Дружки собрали и снарядили две партии байдарочников, погрузили снаряжение, тихо вышли из бухты. При спокойном море, в виду берега, байдарки направились к заливу Бодего, там просушили и промазали жиром свои лодки, двинулись дальше, к заливу Сан-Франциско, заправившись пресной водой, пошли в открытое море на закат, к знакомым скалам островов.

Едва партии высадились на них, еще даже не разгрузив лодок, мужчины и женщины стали срывать с себя одежду, которую их принуждали носить в Россе и миссиях. Партовщики побросали на камни все лишнее, сели в байдарки и весело разошлись по воде для промысла: ловили рыбу, стреляли птиц из луков. Сысой перенес на старый табор вещи, слегка подновил свою землянку из камней, накрыл прохудившуюся крышу палаткой и дом был готов. Женка, сбросив опостылевшее платье, повязала бедра платком, стала собирать остатки плавника и раздувать костер, чтобы приготовить горячую пищу. Жены партовшиков, так же разоблачившись, устраивались для долгого житья. Сысой оказался в окружении полуобнаженных женщин, к чему был привычен.

Места промыслов поделили и оговорили. Прохор с партией обосновался на другом острове и принялся за устройство табора. Его стройная южанка тоже сбросила рубаху, которую её заставили носить в миссии и вынуждали в Россе, обвязала ей бедра, она с радостным лицом помогала Прохору, а ночь они провели под одним одеялом.
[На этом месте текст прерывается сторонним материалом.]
// Copyright (c) 2025, Jason Jenkins
// SPDX-License-Identifier: BSD-3-Clause

//! Pixel to metric scale management.
//!
//! The scale factor (meters per pixel) is the single source of truth for
//! unit conversion. The "defined scale line" records how a scale was derived
//! and is kept separately from the value so either can be cleared on its own.

use crate::config::{COORD_DECIMALS, UNITS_METERS, UNITS_PIXELS};
use crate::models::events::{Notifier, ScaleEvent};
use crate::util::geometry::{distance, round_to};

const METER_DISPLAY_DECIMALS: i32 = 4;
const PIXEL_VALUE_DISPLAY_DECIMALS: i32 = 3;
const PIXEL_COORD_DISPLAY_DECIMALS: i32 = 2;

/// Two-point segment, in canonical scene pixels, used to derive a scale.
#[derive(Debug, Clone, Copy, PartialEq)]
pub struct ScaleLine {
    pub p1x: f64,
    pub p1y: f64,
    pub p2x: f64,
    pub p2y: f64,
}

impl ScaleLine {
    pub fn new(p1x: f64, p1y: f64, p2x: f64, p2y: f64) -> Self {
        Self {
            p1x: round_to(p1x, COORD_DECIMALS),
            p1y: round_to(p1y, COORD_DECIMALS),
            p2x: round_to(p2x, COORD_DECIMALS),
            p2y: round_to(p2y, COORD_DECIMALS),
        }
    }

    /// Length of the line in pixels.
    pub fn pixel_length(&self) -> f64 {
        distance(self.p1x, self.p1y, self.p2x, self.p2y)
    }

    pub fn as_array(&self) -> [f64; 4] {
        [self.p1x, self.p1y, self.p2x, self.p2y]
    }
}

/// Unit used for displayed or saved values.
#[derive(Debug, Clone, Copy, PartialEq, Eq)]
pub enum DisplayUnit {
    Pixels,
    Meters,
}

impl DisplayUnit {
    pub fn as_str(&self) -> &'static str {
        match self {
            Self::Pixels => UNITS_PIXELS,
            Self::Meters => UNITS_METERS,
        }
    }

    /// Parse a unit label (`px`/`pixels`, `m`/`meters`), ignoring case.
    pub fn parse_label(label: &str) -> Option<Self> {
        match label.trim().to_ascii_lowercase().as_str() {
            "px" | "pixel" | "pixels" => Some(Self::Pixels),
            "m" | "meter" | "meters" | "metre" | "metres" => Some(Self::Meters),
            _ => None,
        }
    }
}

/// Holds the scale factor, display unit preference and scale provenance.
#[derive(Debug, Default)]
pub struct ScaleManager {
    scale_m_per_px: Option<f64>,
    scale_std_dev: Option<f64>,
    display_in_meters: bool,
    defined_line: Option<ScaleLine>,
    notifier: Notifier<ScaleEvent>,
}

impl ScaleManager {
    pub fn new() -> Self {
        Self::default()
    }

    /// Register a change listener.
    pub fn subscribe(&mut self, listener: impl FnMut(ScaleEvent) + 'static) {
        self.notifier.subscribe(listener);
    }

    /// Set the scale in meters per pixel.
    ///
    /// Non-positive or non-finite values unset the scale. A manual value
    /// (`called_from_line_definition == false`) discards the defined line and
    /// any std-dev not supplied with it. A line-derived value keeps the line.
    pub fn set_scale(
        &mut self,
        value: Option<f64>,
        called_from_line_definition: bool,
        std_dev: Option<f64>,
    ) {
        let new_scale = match value {
            Some(v) if v > 0.0 && v.is_finite() => Some(v),
            Some(v) => {
                log::warn!("Invalid scale {} m/px treated as unset", v);
                None
            }
            None => None,
        };

        let mut events = Vec::new();
        let old_scale = self.scale_m_per_px;
        let old_std_dev = self.scale_std_dev;
        let old_display = self.display_in_meters;

        match new_scale {
            Some(scale) => {
                self.scale_m_per_px = Some(scale);
                if called_from_line_definition {
                    if std_dev.is_some() {
                        self.scale_std_dev = std_dev;
                    }
                } else {
                    self.scale_std_dev = std_dev;
                    if self.defined_line.take().is_some() {
                        log::debug!("Manual scale entry cleared the defined scale line");
                        events.push(ScaleEvent::ScaleLineChanged);
                    }
                }
            }
            None => {
                self.scale_m_per_px = None;
                self.scale_std_dev = None;
                self.display_in_meters = false;
                if self.defined_line.take().is_some() {
                    events.push(ScaleEvent::ScaleLineChanged);
                }
            }
        }

        if old_scale != self.scale_m_per_px
            || old_std_dev != self.scale_std_dev
            || old_display != self.display_in_meters
        {
            log::info!("Scale set to {:?} m/px (std dev {:?})", self.scale_m_per_px, self.scale_std_dev);
            events.push(ScaleEvent::ScaleOrUnitChanged);
        }
        self.notifier.emit_all(&events);
    }

    pub fn scale_m_per_px(&self) -> Option<f64> {
        self.scale_m_per_px
    }

    pub fn scale_std_dev(&self) -> Option<f64> {
        self.scale_std_dev
    }

    /// Pixels per meter, if a scale is set.
    pub fn reciprocal_scale_px_per_m(&self) -> Option<f64> {
        self.scale_m_per_px.filter(|s| *s > 0.0).map(|s| 1.0 / s)
    }

    /// Choose whether values are displayed in meters. Forced off without a scale.
    pub fn set_display_in_meters(&mut self, display_meters: bool) {
        let effective = if display_meters && self.scale_m_per_px.is_none() {
            log::warn!("Cannot display meters: no scale is set. Using pixels.");
            false
        } else {
            display_meters
        };
        if self.display_in_meters != effective {
            self.display_in_meters = effective;
            log::info!(
                "Display units set to {}",
                if effective { "meters" } else { "pixels" }
            );
            self.notifier.emit(ScaleEvent::ScaleOrUnitChanged);
        }
    }

    pub fn display_in_meters(&self) -> bool {
        self.display_in_meters
    }

    /// Record the line a scale was derived from.
    pub fn set_defined_scale_line(&mut self, p1x: f64, p1y: f64, p2x: f64, p2y: f64) {
        let had_line = self.defined_line.is_some();
        self.defined_line = Some(ScaleLine::new(p1x, p1y, p2x, p2y));
        log::debug!("Defined scale line set to {:?}", self.defined_line);
        if !had_line {
            self.notifier.emit(ScaleEvent::ScaleLineChanged);
        }
    }

    pub fn clear_defined_scale_line(&mut self) {
        if self.defined_line.take().is_some() {
            log::debug!("Defined scale line cleared");
            self.notifier.emit(ScaleEvent::ScaleLineChanged);
        }
    }

    pub fn has_defined_scale_line(&self) -> bool {
        self.defined_line.is_some()
    }

    pub fn defined_scale_line(&self) -> Option<ScaleLine> {
        self.defined_line
    }

    /// Record `line` and set the scale so that it measures `length_m` meters.
    ///
    /// Returns the derived scale, or `None` for a degenerate line or length.
    pub fn define_scale_from_line(&mut self, line: ScaleLine, length_m: f64) -> Option<f64> {
        let pixel_length = line.pixel_length();
        if pixel_length <= 0.0 || length_m.is_nan() || length_m <= 0.0 || !length_m.is_finite() {
            log::warn!(
                "Cannot derive scale from line of {} px measuring {} m",
                pixel_length,
                length_m
            );
            return None;
        }
        let scale = length_m / pixel_length;
        self.set_defined_scale_line(line.p1x, line.p1y, line.p2x, line.p2y);
        self.set_scale(Some(scale), true, None);
        Some(scale)
    }

    /// Current unit, honouring the display preference.
    pub fn display_unit(&self) -> DisplayUnit {
        if self.display_in_meters && self.scale_m_per_px.is_some() {
            DisplayUnit::Meters
        } else {
            DisplayUnit::Pixels
        }
    }

    pub fn display_unit_short(&self) -> &'static str {
        self.display_unit().as_str()
    }

    /// Convert a pixel length to the display unit.
    pub fn transform_value_for_display(&self, value_px: f64) -> (f64, DisplayUnit) {
        match (self.display_unit(), self.scale_m_per_px) {
            (DisplayUnit::Meters, Some(scale)) => (
                round_to(value_px * scale, METER_DISPLAY_DECIMALS),
                DisplayUnit::Meters,
            ),
            _ => (
                round_to(value_px, PIXEL_VALUE_DISPLAY_DECIMALS),
                DisplayUnit::Pixels,
            ),
        }
    }

    /// Convert a coordinate pair (already in the display coordinate system)
    /// to the display unit. `force_meters` ignores the display preference
    /// but still requires a scale.
    pub fn transformed_coordinates_for_display(
        &self,
        x_px: f64,
        y_px: f64,
        force_meters: bool,
    ) -> (f64, f64, DisplayUnit) {
        let wants_meters = force_meters || self.display_in_meters;
        match self.scale_m_per_px {
            Some(scale) if wants_meters => (
                round_to(x_px * scale, METER_DISPLAY_DECIMALS),
                round_to(y_px * scale, METER_DISPLAY_DECIMALS),
                DisplayUnit::Meters,
            ),
            _ => (
                round_to(x_px, PIXEL_COORD_DISPLAY_DECIMALS),
                round_to(y_px, PIXEL_COORD_DISPLAY_DECIMALS),
                DisplayUnit::Pixels,
            ),
        }
    }

    /// Clear scale, std-dev, display preference and line in one step.
    pub fn reset(&mut self) {
        let changed = self.scale_m_per_px.is_some()
            || self.scale_std_dev.is_some()
            || self.display_in_meters
            || self.defined_line.is_some();
        self.scale_m_per_px = None;
        self.scale_std_dev = None;
        self.display_in_meters = false;
        self.defined_line = None;
        log::debug!("ScaleManager reset");
        if changed {
            self.notifier.emit(ScaleEvent::ScaleOrUnitChanged);
        }
    }
}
В островной жизни Сысоя больше всего забавляла дочка, начинавшая ползать. По его соображениям, женка очень грубо обращалась с ней: каждый день мыла в море, если малютка начинала кричать – опускала в воду, ждала, когда та утихнет, и сердилась, если за дочь вступался муж. Как воспитывали и обращались с ней, так она обращалась со своим ребенком.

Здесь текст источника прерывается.